A pesar de la tímida mejora de la calidad de vida que la reforma iraní puede brindar a las clases populares, la situación económica de la mayoría de la población aún es precaria. Mientras las sanciones han logrado reducir al mínimo la habilidad de Teherán de vender petróleo, su principal fuente de riqueza, y han entorpecido sus relaciones comerciales y financieras con el exterior, la población sufre las consecuencias de la subida de precios y de la carestía de ciertos bienes de importación. Uno de los principales es la medicina, razón por la que ya se registran muertes por cánceres que no han podido ser tratados de la mejor forma, debido a la falta de recursos médicos y económicos.

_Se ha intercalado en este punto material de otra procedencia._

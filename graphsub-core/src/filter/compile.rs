use indexmap::IndexMap;
use serde_json::{Map, Value};

use super::{FilterTree, Operator, Predicate, Scope};
use crate::errors::{SubscribeError, SubscribeResult};
use crate::schema::{
    camel_case, ConcreteType, FieldDefinition, RelationshipField, RelationshipTarget, ScalarKind,
    TypeRegistry,
};

const RELATIONSHIP_KEYS: [&str; 3] = ["relationship", "createdRelationship", "deletedRelationship"];

/// Compile the `where` argument of a CREATED/UPDATED/DELETED subscription
pub fn compile_node_where(target: &ConcreteType, where_arg: &Value) -> SubscribeResult<FilterTree> {
    if where_arg.is_null() {
        return Ok(FilterTree::always());
    }
    NodeFilterCompiler {
        scope: Scope::Node,
        owner: &target.name,
        fields: &target.fields,
        on_types: None,
    }
    .compile(where_arg)
}

/// Compile the `where` argument of a CONNECTED/DISCONNECTED subscription.
///
/// Accepted keys: the subscribing type's camel-cased name (or `node`) for a
/// filter on the subscribing node, `relationship` (or `createdRelationship`/
/// `deletedRelationship`) keyed by relationship field, and `AND`/`OR`/`NOT`.
pub fn compile_relationship_where(
    registry: &TypeRegistry,
    target: &ConcreteType,
    where_arg: &Value,
) -> SubscribeResult<FilterTree> {
    if where_arg.is_null() {
        return Ok(FilterTree::always());
    }
    let object = expect_object(&target.name, where_arg)?;
    let node_key = camel_case(&target.name);

    let mut children = Vec::with_capacity(object.len());
    for (key, value) in object {
        let child = match key.as_str() {
            "AND" => FilterTree::And(map_array(key, value, |item| {
                compile_relationship_where(registry, target, item)
            })?),
            "OR" => FilterTree::Or(map_array(key, value, |item| {
                compile_relationship_where(registry, target, item)
            })?),
            "NOT" => FilterTree::Not(Box::new(compile_relationship_where(
                registry, target, value,
            )?)),
            "node" => compile_node_where(target, value)?,
            k if k == node_key => compile_node_where(target, value)?,
            k if RELATIONSHIP_KEYS.contains(&k) => {
                compile_relationship_clauses(registry, target, value)?
            }
            _ => {
                return Err(SubscribeError::UnknownField {
                    type_name: target.name.clone(),
                    field: key.clone(),
                })
            }
        };
        children.push(child);
    }
    Ok(FilterTree::and(children))
}

/// `{ actors: {...}, directors: {...} }`: an event passes if it fired
/// through one of the named fields and that field's clause matches
fn compile_relationship_clauses(
    registry: &TypeRegistry,
    target: &ConcreteType,
    value: &Value,
) -> SubscribeResult<FilterTree> {
    let object = expect_object("relationship", value)?;
    if object.is_empty() {
        return Ok(FilterTree::always());
    }

    let mut clauses = Vec::with_capacity(object.len());
    for (field_name, clause) in object {
        let field = target.relationship(field_name).ok_or_else(|| SubscribeError::UnknownField {
            type_name: target.name.clone(),
            field: field_name.clone(),
        })?;
        let tree = if clause.is_null() {
            FilterTree::always()
        } else {
            compile_field_clause(registry, field, clause)?
        };
        clauses.push(FilterTree::RelationshipField {
            field: field_name.clone(),
            tree: Box::new(tree),
        });
    }
    Ok(FilterTree::Or(clauses))
}

fn compile_field_clause(
    registry: &TypeRegistry,
    field: &RelationshipField,
    clause: &Value,
) -> SubscribeResult<FilterTree> {
    match &field.target {
        RelationshipTarget::Union(union_name) => {
            let union = registry.union(union_name).ok_or_else(|| SubscribeError::UnknownType(
                union_name.clone(),
            ))?;
            let object = expect_object(&field.field_name, clause)?;
            let mut branches = Vec::with_capacity(object.len());
            for (member, member_clause) in object {
                if !union.members.contains(member) {
                    return Err(SubscribeError::UnknownField {
                        type_name: union_name.clone(),
                        field: member.clone(),
                    });
                }
                let concrete = registry
                    .concrete(member)
                    .ok_or_else(|| SubscribeError::UnknownType(member.clone()))?;
                let tree = compile_edge_node_clause(field, &concrete.fields, None, member_clause)?;
                branches.push(FilterTree::OnType {
                    scope: Scope::OtherNode,
                    type_name: member.clone(),
                    tree: Box::new(tree),
                });
            }
            Ok(FilterTree::and(branches))
        }
        RelationshipTarget::Interface(interface_name) => {
            let interface = registry
                .interface(interface_name)
                .ok_or_else(|| SubscribeError::UnknownType(interface_name.clone()))?;
            compile_edge_node_clause(field, &interface.fields, Some(registry), clause)
        }
        RelationshipTarget::Node(type_name) => {
            let concrete = registry
                .concrete(type_name)
                .ok_or_else(|| SubscribeError::UnknownType(type_name.clone()))?;
            compile_edge_node_clause(field, &concrete.fields, None, clause)
        }
    }
}

/// `{ edge: {...}, node: {...} }` for one relationship field or union member
fn compile_edge_node_clause(
    field: &RelationshipField,
    node_fields: &IndexMap<String, FieldDefinition>,
    on_types: Option<&TypeRegistry>,
    clause: &Value,
) -> SubscribeResult<FilterTree> {
    let object = expect_object(&field.field_name, clause)?;
    let mut children = Vec::with_capacity(object.len());

    for (key, value) in object {
        let child = match key.as_str() {
            "AND" => FilterTree::And(map_array(key, value, |item| {
                compile_edge_node_clause(field, node_fields, on_types, item)
            })?),
            "OR" => FilterTree::Or(map_array(key, value, |item| {
                compile_edge_node_clause(field, node_fields, on_types, item)
            })?),
            "NOT" => FilterTree::Not(Box::new(compile_edge_node_clause(
                field,
                node_fields,
                on_types,
                value,
            )?)),
            "edge" => NodeFilterCompiler {
                scope: Scope::Edge,
                owner: &field.field_name,
                fields: &field.properties,
                on_types: None,
            }
            .compile(value)?,
            "node" => NodeFilterCompiler {
                scope: Scope::OtherNode,
                owner: field.target.type_name(),
                fields: node_fields,
                on_types: on_types.map(|registry| (registry, &field.target)),
            }
            .compile(value)?,
            _ => {
                return Err(SubscribeError::UnknownField {
                    type_name: field.field_name.clone(),
                    field: key.clone(),
                })
            }
        };
        children.push(child);
    }
    Ok(FilterTree::and(children))
}

/// Compiles property filters (`title_STARTS_WITH`, `AND`, `_on`, ...) over a
/// fixed set of scalar fields
struct NodeFilterCompiler<'a> {
    scope: Scope,
    owner: &'a str,
    fields: &'a IndexMap<String, FieldDefinition>,
    /// Set for interface nodes, enabling `_on`
    on_types: Option<(&'a TypeRegistry, &'a RelationshipTarget)>,
}

impl NodeFilterCompiler<'_> {
    fn compile(&self, value: &Value) -> SubscribeResult<FilterTree> {
        if value.is_null() {
            return Ok(FilterTree::always());
        }
        let object = expect_object(self.owner, value)?;
        let mut children = Vec::with_capacity(object.len());

        for (key, value) in object {
            let child = match key.as_str() {
                "AND" => FilterTree::And(map_array(key, value, |item| self.compile(item))?),
                "OR" => FilterTree::Or(map_array(key, value, |item| self.compile(item))?),
                "NOT" => FilterTree::Not(Box::new(self.compile(value)?)),
                "_on" if self.on_types.is_some() => self.compile_on(value)?,
                _ => FilterTree::Leaf(self.compile_leaf(key, value)?),
            };
            children.push(child);
        }
        Ok(FilterTree::and(children))
    }

    fn compile_on(&self, value: &Value) -> SubscribeResult<FilterTree> {
        let Some((registry, target)) = self.on_types else {
            return Ok(FilterTree::always());
        };
        let possible = registry.possible_types(target);
        let object = expect_object("_on", value)?;

        let mut branches = Vec::with_capacity(object.len());
        for (type_name, branch) in object {
            let concrete = possible
                .iter()
                .find(|c| &c.name == type_name)
                .ok_or_else(|| SubscribeError::UnknownField {
                    type_name: target.type_name().to_string(),
                    field: type_name.clone(),
                })?;
            let tree = NodeFilterCompiler {
                scope: self.scope,
                owner: &concrete.name,
                fields: &concrete.fields,
                on_types: None,
            }
            .compile(branch)?;
            branches.push(FilterTree::OnType {
                scope: self.scope,
                type_name: type_name.clone(),
                tree: Box::new(tree),
            });
        }
        Ok(FilterTree::and(branches))
    }

    fn compile_leaf(&self, key: &str, value: &Value) -> SubscribeResult<Predicate> {
        let (field, operator, negated) = self.parse_key(key)?;
        check_operator(field, operator)?;
        let value = coerce_value(field, operator, value)?;

        Ok(Predicate {
            scope: self.scope,
            field: field.name.clone(),
            kind: field.kind,
            list: field.list,
            nullable: field.nullable,
            operator,
            negated,
            value,
        })
    }

    fn parse_key(&self, key: &str) -> SubscribeResult<(&FieldDefinition, Operator, bool)> {
        if let Some(field) = self.fields.get(key) {
            return Ok((field, Operator::Eq, false));
        }
        for (suffix, operator, negated) in Operator::SUFFIXES {
            if let Some(name) = key.strip_suffix(suffix) {
                if let Some(field) = self.fields.get(name) {
                    return Ok((field, *operator, *negated));
                }
            }
        }
        Err(SubscribeError::UnknownField {
            type_name: self.owner.to_string(),
            field: key.to_string(),
        })
    }
}

fn check_operator(field: &FieldDefinition, operator: Operator) -> SubscribeResult<()> {
    let supported = match operator {
        Operator::Eq => true,
        Operator::In => !field.list,
        Operator::Includes => field.list,
        Operator::StartsWith | Operator::EndsWith | Operator::Contains => {
            !field.list && field.kind.is_textual()
        }
        Operator::Lt | Operator::Lte | Operator::Gt | Operator::Gte => {
            !field.list && (field.kind.is_numeric() || field.kind == ScalarKind::DateTime)
        }
    };

    if supported {
        Ok(())
    } else {
        let kind = if field.list {
            format!("[{}]", field.kind)
        } else {
            field.kind.to_string()
        };
        Err(SubscribeError::UnsupportedOperator {
            field: field.name.clone(),
            operator: operator.as_str().to_string(),
            kind,
        })
    }
}

/// Validate the shape of a filter value and normalise it for evaluation
fn coerce_value(field: &FieldDefinition, operator: Operator, value: &Value) -> SubscribeResult<Value> {
    let invalid = |reason: &str| SubscribeError::InvalidFilterValue {
        field: field.name.clone(),
        reason: reason.to_string(),
    };

    match operator {
        Operator::In => match value {
            Value::Array(items) => Ok(Value::Array(items.clone())),
            _ => Err(invalid("expected a list")),
        },
        Operator::StartsWith | Operator::EndsWith | Operator::Contains => match value {
            Value::String(_) => Ok(value.clone()),
            // IDs stored as integers are matched on their decimal form
            Value::Number(n) if field.kind == ScalarKind::Id => Ok(Value::String(n.to_string())),
            _ => Err(invalid("expected a string")),
        },
        Operator::Lt | Operator::Lte | Operator::Gt | Operator::Gte => {
            if field.kind == ScalarKind::DateTime {
                let parsed = value
                    .as_str()
                    .map(chrono::DateTime::parse_from_rfc3339)
                    .and_then(Result::ok);
                match parsed {
                    Some(_) => Ok(value.clone()),
                    None => Err(invalid("expected an RFC 3339 timestamp")),
                }
            } else if value.is_number()
                || (field.kind == ScalarKind::BigInt
                    && value.as_str().map_or(false, |s| s.parse::<i128>().is_ok()))
            {
                Ok(value.clone())
            } else {
                Err(invalid("expected a number"))
            }
        }
        Operator::Eq | Operator::Includes => Ok(value.clone()),
    }
}

fn expect_object<'v>(owner: &str, value: &'v Value) -> SubscribeResult<&'v Map<String, Value>> {
    value.as_object().ok_or_else(|| SubscribeError::InvalidFilterValue {
        field: owner.to_string(),
        reason: "expected an object".to_string(),
    })
}

fn map_array<F>(key: &str, value: &Value, mut compile: F) -> SubscribeResult<Vec<FilterTree>>
where
    F: FnMut(&Value) -> SubscribeResult<FilterTree>,
{
    let items = value.as_array().ok_or_else(|| SubscribeError::InvalidFilterValue {
        field: key.to_string(),
        reason: "expected a list".to_string(),
    })?;
    items.iter().map(|item| compile(item)).collect()
}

El gobierno ha definido la situación como “guerra económica”. Y aunque la mayor parte de la población atribuye el estado aciago de las cosas a la corrupción y a la mala gestión política, la estrategia de “presión total” declarada por Washington hace estragos en la conciencia de los iraníes, que se ven atrapados en una disputa entre dos frentes. Son conscientes de que la presión externa no hace más que elevar la presión interna. El mismo presidente Rouhani reconoció en los últimos compases del año que parte de sus promesas de campaña electoral, como mejorar la calidad de vida y garantizar más derechos y libertades (véase “El equilibrista Rouhani reelecto”, Brecha, 25-V-17), no han sido cumplidas. “Hicimos aquellas promesas en tiempo de paz, no de guerra; no lo escogimos”, se ha escudado el dirigente, cada vez más cuestionado por su propios votantes. Entretanto, la tensión regional no deja de crecer. Es la consecuencia directa de una política con la que la Casa Blanca dijo que aplacaría a Irán, pero que, un año después, sólo ha logrado elevar la temperatura en todo Oriente Medio hasta el borde de una guerra catastrófica, cargar de razones y reforzar políticamente a la línea dura dentro de Irán, partidaria de más porra y securización física y digital del país, y empobrecer todavía más a la resignada población. Trump ha logrado justo lo contrario que su criticado Obama.